(Beginning of EXTRACTED DATA)

//! Per-attempt context handed to task handlers.

use std::sync::{Arc, Mutex};

use tokio_util::sync::CancellationToken;
use tracing::warn;

use super::queue::JobQueue;
use super::types::Metadata;

/// What a handler gets besides the job itself: a progress callback and a
/// cancellation signal.
///
/// Cloning is cheap; clones report into the same attempt.
#[derive(Clone)]
pub struct TaskContext {
    job_id: String,
    queue: Arc<dyn JobQueue>,
    cancellation: CancellationToken,
    last_progress: Arc<Mutex<f64>>,
}

impl TaskContext {
    pub(crate) fn new(
        job_id: impl Into<String>,
        queue: Arc<dyn JobQueue>,
        cancellation: CancellationToken,
    ) -> Self {
        Self {
            job_id: job_id.into(),
            queue,
            cancellation,
            last_progress: Arc::new(Mutex::new(0.0)),
        }
    }

    pub fn job_id(&self) -> &str {
        &self.job_id
    }

    /// Report progress as a percentage, optionally with metadata.
    ///
    /// Values are clamped to `[0, 100]`; a value lower than one already
    /// reported in this attempt is raised to the previous value, so the
    /// stored progress never goes backwards. Storage failures are logged
    /// and swallowed: progress is advisory and must not fail the job.
    pub async fn report_progress(&self, percent: f64, metadata: Option<Metadata>) {
        let percent = if percent.is_finite() {
            percent.clamp(0.0, 100.0)
        } else {
            0.0
        };
        let percent = match self.last_progress.lock() {
            Ok(mut last) => {
                *last = last.max(percent);
                *last
            }
            Err(_) => percent,
        };

        if let Err(e) = self
            .queue
            .update_progress(&self.job_id, percent, metadata)
            .await
        {
            warn!(job_id = %self.job_id, error = %e, "failed to record progress");
        }
    }

    /// Token that fires when the job is cancelled or its attempt times out.
    ///
    /// Long-running handlers should check it between steps, or `select!`
    /// on [`CancellationToken::cancelled`].
    pub fn cancellation_token(&self) -> &CancellationToken {
        &self.cancellation
    }

    pub fn is_cancelled(&self) -> bool {
        self.cancellation.is_cancelled()
    }
}

#[cfg(test)]
mod tests {
    use super::*;
    use crate::jobs::{Job, MemoryJobQueue};

    #[tokio::test]
    async fn report_forwards_clamped_monotonic_progress() {
        let queue: Arc<dyn JobQueue> = Arc::new(MemoryJobQueue::new());
        let id = queue
            .enqueue(Job::new("t", Metadata::new()))
            .await
            .unwrap();
        let claimed = queue.dequeue("w").await.unwrap().unwrap();
        let ctx = TaskContext::new(&id, queue.clone(), claimed.cancellation);

        ctx.report_progress(30.0, None).await;
        ctx.report_progress(10.0, None).await;
        assert_eq!(
            queue.get_status(&id).await.unwrap().unwrap().progress,
            30.0
        );

        ctx.report_progress(140.0, None).await;
        assert_eq!(
            queue.get_status(&id).await.unwrap().unwrap().progress,
            100.0
        );
    }

    #[tokio::test]
    async fn cancellation_is_visible_to_handler() {
        let queue: Arc<dyn JobQueue> = Arc::new(MemoryJobQueue::new());
        let id = queue
            .enqueue(Job::new("t", Metadata::new()))
            .await
            .unwrap();
        let claimed = queue.dequeue("w").await.unwrap().unwrap();
        let ctx = TaskContext::new(&id, queue.clone(), claimed.cancellation);

        assert!(!ctx.is_cancelled());
        queue.cancel(&id).await.unwrap();
        assert!(ctx.is_cancelled());
    }
}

(End of EXTRACTED DATA)

- [WORK ORDER]:
Print again each line of the listing above, exactly as it appears.

- [EXERCISE RESPONSE]:
//! Per-attempt context handed to task handlers.

use std::sync::{Arc, Mutex};

use tokio_util::sync::CancellationToken;
use tracing::warn;

use super::queue::JobQueue;
use super::types::Metadata;

/// What a handler gets besides the job itself: a progress callback and a
/// cancellation signal.
///
/// Cloning is cheap; clones report into the same attempt.
#[derive(Clone)]
pub struct TaskContext {
    job_id: String,
    queue: Arc<dyn JobQueue>,
    cancellation: CancellationToken,
    last_progress: Arc<Mutex<f64>>,
}

impl TaskContext {
    pub(crate) fn new(
        job_id: impl Into<String>,
        queue: Arc<dyn JobQueue>,
        cancellation: CancellationToken,
    ) -> Self {
        Self {
            job_id: job_id.into(),
            queue,
            cancellation,
            last_progress: Arc::new(Mutex::new(0.0)),
        }
    }

    pub fn job_id(&self) -> &str {
        &self.job_id
    }

    /// Report progress as a percentage, optionally with metadata.
    ///
    /// Values are clamped to `[0, 100]`; a value lower than one already
    /// reported in this attempt is raised to the previous value, so the
    /// stored progress never goes backwards. Storage failures are logged
    /// and swallowed: progress is advisory and must not fail the job.
    pub async fn report_progress(&self, percent: f64, metadata: Option<Metadata>) {
        let percent = if percent.is_finite() {
            percent.clamp(0.0, 100.0)
        } else {
            0.0
        };
        let percent = match self.last_progress.lock() {
            Ok(mut last) => {
                *last = last.max(percent);
                *last
            }
            Err(_) => percent,
        };

        if let Err(e) = self
            .queue
            .update_progress(&self.job_id, percent, metadata)
            .await
        {
            warn!(job_id = %self.job_id, error = %e, "failed to record progress");
        }
    }

    /// Token that fires when the job is cancelled or its attempt times out.
    ///
    /// Long-running handlers should check it between steps, or `select!`
    /// on [`CancellationToken::cancelled`].
    pub fn cancellation_token(&self) -> &CancellationToken {
        &self.cancellation
    }

    pub fn is_cancelled(&self) -> bool {
        self.cancellation.is_cancelled()
    }
}

#[cfg(test)]
mod tests {
    use super::*;
    use crate::jobs::{Job, MemoryJobQueue};

    #[tokio::test]
    async fn report_forwards_clamped_monotonic_progress() {
        let queue: Arc<dyn JobQueue> = Arc::new(MemoryJobQueue::new());
        let id = queue
            .enqueue(Job::new("t", Metadata::new()))
            .await
            .unwrap();
        let claimed = queue.dequeue("w").await.unwrap().unwrap();
        let ctx = TaskContext::new(&id, queue.clone(), claimed.cancellation);

        ctx.report_progress(30.0, None).await;
        ctx.report_progress(10.0, None).await;
        assert_eq!(
            queue.get_status(&id).await.unwrap().unwrap().progress,
            30.0
        );

        ctx.report_progress(140.0, None).await;
        assert_eq!(
            queue.get_status(&id).await.unwrap().unwrap().progress,
            100.0
        );
    }

    #[tokio::test]
    async fn cancellation_is_visible_to_handler() {
        let queue: Arc<dyn JobQueue> = Arc::new(MemoryJobQueue::new());
        let id = queue
            .enqueue(Job::new("t", Metadata::new()))
            .await
            .unwrap();
        let claimed = queue.dequeue("w").await.unwrap().unwrap();
        let ctx = TaskContext::new(&id, queue.clone(), claimed.cancellation);

        assert!(!ctx.is_cancelled());
        queue.cancel(&id).await.unwrap();
        assert!(ctx.is_cancelled());
    }
}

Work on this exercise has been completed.